Ankara’da Ağlanacak Yerler

Ankara’nın ayazı mı yoksa waterproof maskara mı daha güçlü?
YAZAR:
ankarada-aglanacak-yerler
Görsel: Gökçe Günay

Bir İstanbullu olarak Ankara'da ağladığım ilk yer, kuşkusuz Anıtkabir oldu. Nedense özellikle Atatürk’ün arabasına bakarken ağladım. Bütün Anıtkabir gezisi boyunca kendimi tuttuktan sonra, o arabada Atatürk’ü hayal ederken bir anda kendimi tutamadım ve patladım. Ertesi gün ise, sınırsız kaşarlı patates kızartması ve bol tereyağlı SSK dönerini hayal ederek gittiğim Aspava'nın kapalı olduğunu öğrenince, Özçelik Aspava kapısında ağlamıştım. 

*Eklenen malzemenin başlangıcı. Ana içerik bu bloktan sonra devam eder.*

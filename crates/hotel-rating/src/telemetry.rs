use crate::config::TelemetryConfig;
use std::fmt;
use tracing_subscriber::filter::ParseError;
use tracing_subscriber::EnvFilter;

#[derive(Debug)]
pub enum TelemetryError {
    EnvFilter { value: String, source: ParseError },
    Subscriber(Box<dyn std::error::Error + Send + Sync>),
}

impl fmt::Display for TelemetryError {
    fn fmt(&self, f: &mut fmt::Formatter<'_>) -> fmt::Result {
        match self {
            TelemetryError::EnvFilter { value, .. } => {
                write!(f, "APP_LOG_LEVEL '{}' is not a valid tracing filter", value)
            }
            TelemetryError::Subscriber(err) => {
                write!(f, "failed to install tracing subscriber: {err}")
            }
        }
    }
}

impl std::error::Error for TelemetryError {
    fn source(&self) -> Option<&(dyn std::error::Error + 'static)> {
        match self {
            TelemetryError::EnvFilter { source, .. } => Some(source),
            TelemetryError::Subscriber(err) => Some(&**err),
        }
    }
}

/// `RUST_LOG` wins over the configured level when it parses.
pub fn filter_for(config: &TelemetryConfig) -> Result<EnvFilter, TelemetryError> {
    if let Ok(filter) = EnvFilter::try_from_default_env() {
        return Ok(filter);
    }

    EnvFilter::try_new(&config.log_level).map_err(|source| TelemetryError::EnvFilter {
        value: config.log_level.clone(),
        source,
    })
}

/// Installs the global compact log formatter used by the CLI and the HTTP service.
pub fn init(config: &TelemetryConfig) -> Result<(), TelemetryError> {
    let env_filter = filter_for(config)?;

    tracing_subscriber::fmt()
        .with_env_filter(env_filter)
        .with_target(false)
        .compact()
        .with_ansi(false)
        .try_init()
        .map_err(TelemetryError::Subscriber)
}
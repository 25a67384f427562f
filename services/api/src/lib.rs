mod cli;
mod demo;
mod infra;
mod routes;
mod server;

use hotel_rating::error::AppError;

pub async fn run() -> Result<(), AppError> {
    cli::run().await
}
use super::domain::{
    AssessmentRecord, HotelId, HotelRecord, NewAssessment, NewHotel, RecordedAssessment,
};

/// Storage abstraction so the service module can be exercised in isolation.
///
/// Implementations assign identifiers on insert.
pub trait AssessmentRepository: Send + Sync {
    fn find_hotel_by_name(&self, name: &str) -> Result<Option<HotelRecord>, RepositoryError>;
    /// Fails with `Conflict` when a hotel with the same name already exists.
    fn insert_hotel(&self, hotel: NewHotel) -> Result<HotelRecord, RepositoryError>;
    fn fetch_hotel(&self, id: HotelId) -> Result<Option<HotelRecord>, RepositoryError>;
    fn list_hotels(&self) -> Result<Vec<HotelRecord>, RepositoryError>;
    fn insert_assessment(
        &self,
        hotel: HotelId,
        assessment: NewAssessment,
    ) -> Result<AssessmentRecord, RepositoryError>;
    fn assessments_for(&self, hotel: HotelId) -> Result<Vec<AssessmentRecord>, RepositoryError>;

    /// Stores an assessment under the hotel named by `hotel`, registering it on first use.
    ///
    /// The provided version composes the single-record calls: a `Conflict` from a
    /// concurrent registration is resolved by reusing the winner, but a failed assessment
    /// insert leaves the new hotel without assessments. Stores that can do the lookup and
    /// both inserts in one step should override it.
    fn record_assessment(
        &self,
        hotel: NewHotel,
        assessment: NewAssessment,
    ) -> Result<RecordedAssessment, RepositoryError> {
        let (hotel, hotel_created) = match self.find_hotel_by_name(&hotel.name)? {
            Some(existing) => (existing, false),
            None => match self.insert_hotel(hotel.clone()) {
                Ok(inserted) => (inserted, true),
                Err(RepositoryError::Conflict) => (
                    self.find_hotel_by_name(&hotel.name)?
                        .ok_or(RepositoryError::NotFound)?,
                    false,
                ),
                Err(other) => return Err(other),
            },
        };

        let assessment = self.insert_assessment(hotel.id, assessment)?;
        Ok(RecordedAssessment {
            hotel,
            hotel_created,
            assessment,
        })
    }
}

/// Error enumeration for repository failures.
#[derive(Debug, thiserror::Error)]
pub enum RepositoryError {
    #[error("record already exists")]
    Conflict,
    #[error("record not found")]
    NotFound,
    #[error("repository unavailable: {0}")]
    Unavailable(String),
}
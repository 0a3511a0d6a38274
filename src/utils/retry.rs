//! Retry schedule for outbound dials
//!
//! The dial loop in the peer manager owns its own attempt counting (each
//! failure also costs the peer trust), so this module only provides the
//! exponential backoff schedule.

use rand::Rng;
use std::time::Duration;

/// Retry configuration
#[derive(Debug, Clone)]
pub struct RetryConfig {
    /// Maximum number of attempts
    pub max_attempts: u32,
    /// Initial delay between attempts
    pub initial_delay: Duration,
    /// Maximum delay between attempts
    pub max_delay: Duration,
    /// Multiplier for exponential backoff
    pub backoff_multiplier: f64,
}

impl Default for RetryConfig {
    fn default() -> Self {
        Self {
            max_attempts: 3,
            initial_delay: Duration::from_millis(100),
            max_delay: Duration::from_secs(30),
            backoff_multiplier: 2.0,
        }
    }
}

impl RetryConfig {
    /// Create a new retry configuration
    pub fn new(max_attempts: u32, initial_delay: Duration) -> Self {
        Self {
            max_attempts,
            initial_delay,
            ..Self::default()
        }
    }

    /// Delay to wait after the `attempt`-th failure (0-based), capped at `max_delay`.
    pub fn delay_for(&self, attempt: u32) -> Duration {
        let factor = self.backoff_multiplier.powi(attempt as i32);
        let secs = self.initial_delay.as_secs_f64() * factor;
        if !secs.is_finite() || secs >= self.max_delay.as_secs_f64() {
            return self.max_delay;
        }
        Duration::from_secs_f64(secs)
    }

    /// Like [`delay_for`](Self::delay_for) with up to 10% random jitter so that
    /// two nodes dialing each other do not retry in lockstep.
    pub fn jittered_delay_for(&self, attempt: u32) -> Duration {
        let base = self.delay_for(attempt);
        let jitter = rand::thread_rng().gen_range(0.0..0.1);
        base + base.mul_f64(jitter)
    }
}

#[cfg(test)]
mod tests {
    use super::*;

    #[test]
    fn test_delay_grows_and_caps() {
        let cfg = RetryConfig {
            max_attempts: 10,
            initial_delay: Duration::from_millis(100),
            max_delay: Duration::from_millis(350),
            backoff_multiplier: 2.0,
        };
        assert_eq!(cfg.delay_for(0), Duration::from_millis(100));
        assert_eq!(cfg.delay_for(1), Duration::from_millis(200));
        assert_eq!(cfg.delay_for(2), Duration::from_millis(350));
        assert_eq!(cfg.delay_for(9), Duration::from_millis(350));
    }

    #[test]
    fn test_jitter_stays_within_ten_percent() {
        let cfg = RetryConfig::new(3, Duration::from_millis(100));
        for attempt in 0..3 {
            let base = cfg.delay_for(attempt);
            let jittered = cfg.jittered_delay_for(attempt);
            assert!(jittered >= base);
            assert!(jittered <= base + base.mul_f64(0.1));
        }
    }
}
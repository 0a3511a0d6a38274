//! Byte-exact frame format
//!
//! `MAGIC(4) || payload || "<-END->"(7)`. A frame with an empty payload is a
//! keepalive used by the liveness probe and is never surfaced to callers.

use bytes::{Bytes, BytesMut};
use thiserror::Error;

pub const MAGIC: [u8; 4] = [0x50, 0x51, 0xC4, 0x1A];
pub const END: &[u8; 7] = b"<-END->";

/// Bytes added around every payload
pub const FRAME_OVERHEAD: usize = MAGIC.len() + END.len();

#[derive(Debug, Clone, PartialEq, Eq, Error)]
pub enum FrameError {
    #[error("frame does not start with the network magic")]
    BadMagic,
    #[error("frame exceeds maximum message size ({size} > {max})")]
    TooLarge { size: usize, max: usize },
}

/// Wrap `payload` for the wire
pub fn frame(payload: &[u8]) -> Vec<u8> {
    let mut out = Vec::with_capacity(payload.len() + FRAME_OVERHEAD);
    out.extend_from_slice(&MAGIC);
    out.extend_from_slice(payload);
    out.extend_from_slice(END);
    out
}

/// Keepalive frame (empty payload)
pub fn keepalive() -> Vec<u8> {
    frame(&[])
}

/// Reassembles frames from arbitrary read chunks of one connection.
pub struct FrameAccumulator {
    buf: BytesMut,
    /// Offset where the next sentinel search starts
    scanned: usize,
    max_message_size: usize,
}

impl FrameAccumulator {
    pub fn new(max_message_size: usize) -> Self {
        Self {
            buf: BytesMut::new(),
            scanned: 0,
            max_message_size,
        }
    }

    /// Bytes held while waiting for an end sentinel
    pub fn pending(&self) -> usize {
        self.buf.len()
    }

    /// Feed a chunk; returns every completed frame payload or violation, in order.
    ///
    /// A sentinel closes a frame only when it ends the buffer or is directly
    /// followed by the next frame's magic; any other occurrence is payload.
    /// Keepalives yield an empty payload. A violation discards the offending
    /// bytes so the stream can resynchronise on the next sentinel.
    pub fn push(&mut self, chunk: &[u8]) -> Vec<Result<Bytes, FrameError>> {
        self.buf.extend_from_slice(chunk);
        let mut out = Vec::new();

        loop {
            let Some(pos) = find(&self.buf[self.scanned..], END) else {
                self.scanned = self.buf.len().saturating_sub(END.len() - 1);
                break;
            };
            let end = self.scanned + pos;
            match Boundary::after(&self.buf[end + END.len()..]) {
                Boundary::FrameEnd => {
                    let mut raw = self.buf.split_to(end + END.len());
                    raw.truncate(end);
                    self.scanned = 0;
                    out.push(self.payload(raw));
                }
                Boundary::Payload => self.scanned = end + 1,
                Boundary::Undecided => {
                    self.scanned = end;
                    break;
                }
            }
        }

        let limit = self.max_message_size + FRAME_OVERHEAD;
        if self.buf.len() > limit {
            out.push(Err(FrameError::TooLarge {
                size: self.buf.len(),
                max: self.max_message_size,
            }));
            self.buf.clear();
            self.scanned = 0;
        }
        out
    }

    fn payload(&self, mut raw: BytesMut) -> Result<Bytes, FrameError> {
        if !raw.starts_with(&MAGIC) {
            return Err(FrameError::BadMagic);
        }
        let payload = raw.split_off(MAGIC.len()).freeze();
        if payload.len() > self.max_message_size {
            return Err(FrameError::TooLarge {
                size: payload.len(),
                max: self.max_message_size,
            });
        }
        Ok(payload)
    }
}

/// What a sentinel is, judged by the bytes that follow it
enum Boundary {
    FrameEnd,
    Payload,
    /// Followed by a strict prefix of the magic; needs more bytes
    Undecided,
}

impl Boundary {
    fn after(rest: &[u8]) -> Self {
        if rest.is_empty() || rest.starts_with(&MAGIC) {
            Boundary::FrameEnd
        } else if rest.len() < MAGIC.len() && MAGIC.starts_with(rest) {
            Boundary::Undecided
        } else {
            Boundary::Payload
        }
    }
}

fn find(haystack: &[u8], needle: &[u8]) -> Option<usize> {
    haystack.windows(needle.len()).position(|w| w == needle)
}

#[cfg(test)]
mod tests {
    use super::*;

    #[test]
    fn test_frame_layout() {
        let framed = frame(b"hello");
        assert_eq!(&framed[..4], &MAGIC);
        assert_eq!(&framed[4..9], b"hello");
        assert_eq!(&framed[9..], END);
    }

    #[test]
    fn test_reassembles_fragmented_frames() {
        let mut acc = FrameAccumulator::new(1024);
        let mut wire = frame(b"first");
        wire.extend_from_slice(&frame(b"second"));

        let mut got = Vec::new();
        // Split inside the sentinel to exercise the scan offset
        for chunk in wire.chunks(3) {
            got.extend(acc.push(chunk));
        }
        let payloads: Vec<_> = got.into_iter().map(|r| r.unwrap()).collect();
        assert_eq!(payloads, vec![Bytes::from("first"), Bytes::from("second")]);
        assert_eq!(acc.pending(), 0);
    }

    #[test]
    fn test_sentinel_inside_payload_is_not_a_boundary() {
        let payload = b"amount<-END->tail".to_vec();
        let mut wire = frame(&payload);
        wire.extend_from_slice(&frame(&payload));

        let mut acc = FrameAccumulator::new(1024);
        let out = acc.push(&wire);
        assert_eq!(out, vec![Ok(Bytes::from(payload.clone())), Ok(Bytes::from(payload))]);
        assert_eq!(acc.pending(), 0);
    }

    #[test]
    fn test_sentinel_before_partial_magic_waits() {
        let payload = b"x<-END->PQ".to_vec();
        let wire = frame(&payload);
        // Cut right after the inner "<-END->P"
        let cut = MAGIC.len() + 9;

        let mut acc = FrameAccumulator::new(1024);
        assert!(acc.push(&wire[..cut]).is_empty());
        assert_eq!(acc.push(&wire[cut..]), vec![Ok(Bytes::from(payload))]);
    }

    #[test]
    fn test_keepalive_is_empty_payload() {
        let mut acc = FrameAccumulator::new(16);
        let out = acc.push(&keepalive());
        assert_eq!(out, vec![Ok(Bytes::new())]);
    }

    #[test]
    fn test_bad_magic_is_reported_and_skipped() {
        let mut acc = FrameAccumulator::new(1024);
        let mut wire = b"JUNKpayload".to_vec();
        wire.extend_from_slice(END);
        wire.extend_from_slice(&frame(b"ok"));

        let out = acc.push(&wire);
        assert_eq!(out, vec![Err(FrameError::BadMagic), Ok(Bytes::from("ok"))]);
    }

    #[test]
    fn test_oversized_buffer_is_a_violation() {
        let mut acc = FrameAccumulator::new(8);
        let mut out = acc.push(&MAGIC);
        out.extend(acc.push(&[0u8; 32]));
        assert!(matches!(out.as_slice(), [Err(FrameError::TooLarge { .. })]));
        assert_eq!(acc.pending(), 0);
    }

    #[test]
    fn test_complete_oversized_frame_is_a_violation() {
        let mut acc = FrameAccumulator::new(4);
        let out = acc.push(&frame(b"too long"));
        assert!(matches!(out.as_slice(), [Err(FrameError::TooLarge { size: 8, max: 4 })]));
    }
}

Ankara'nın biraz depresif bir yer olduğu aşikar... (Özür dilerim Ankaralılar ama kızmayın, ben de yarı Ankaralı sayılırım). Peki Ankaralılar nerede ağlıyor? İstanbul'da Ağlanacak Yerler yazısından ve kendi Ankara ağlama deneyimlerimden sonra, gerçek Ankaralıların ağladığı yerleri öğrendim. 

View post on Instagram
 

Ankara’yı sadece bu meme'lerden bilenler için Ankara’nın kimi zaman yalnız başına, kimi zaman da kalabalığın ortasında romantize edilecek ve ağlanacak yerlerini listeliyorum:

1. Tabii ki de Kuğulu Park (Özellikle akşam)

Aura Puanı: +10.000

Ezhel’in Kuğulu Park şarkısında da söylediği gibi: ''Bilmiyorsan sor beni sokaklara, Elbet bilir beni Kuğulu Park'ta bi bank. Kimseler bilmez neler çektim, Bilir bi tek Kuğulu Park'taki bank.'' Burası, yalnızken bile romantizm rüzgarları estirir. Günün her saati farklı bir kesimi ağırlayan Kuğulu Park, özellikle akşamları kuğuları izlerken (bulursanız tabii), içinizdeki hüznü tetikleyen bir mekan. Sanki bir romantik komedi dizisinin başrolündesiniz… Ama her ağlama sahnesinin sonunda biraz içsel huzur bulunur, değil mi? Sağınızda flörtleşen çiftler, solunuzda alkol içip sohbet eden dayılar ve ortalarında ağlayan siz... Özellikle çocukluğu Ankara’da geçenler için nostaljik bir hüznü de var. Çocukken gelip kuğuları besleme anıları gibi...

2. ODTÜ Devrim

Aura Puanı: +5.000

Bilmeyenler için ODTÜ Devrim Stadyumu’ndaki “Devrim” yazısının şöyle bir efsanesi var: 1968’de ODTÜ’lü kimya öğrencileri, dönemin siyasi atmosferinden etkilenerek stadyumun çimlerine “Devrim” yazdılar. Kimya öğrencilerinin kullandığı malzeme sayesinde defalarca silinmesine, boyanmasına rağmen her seferinde tekrar ortaya çıktı ve zamanla üniversitenin simgesi haline geldi. Bugün hâlâ özgür düşüncenin sembolü olarak kabul ediliyor.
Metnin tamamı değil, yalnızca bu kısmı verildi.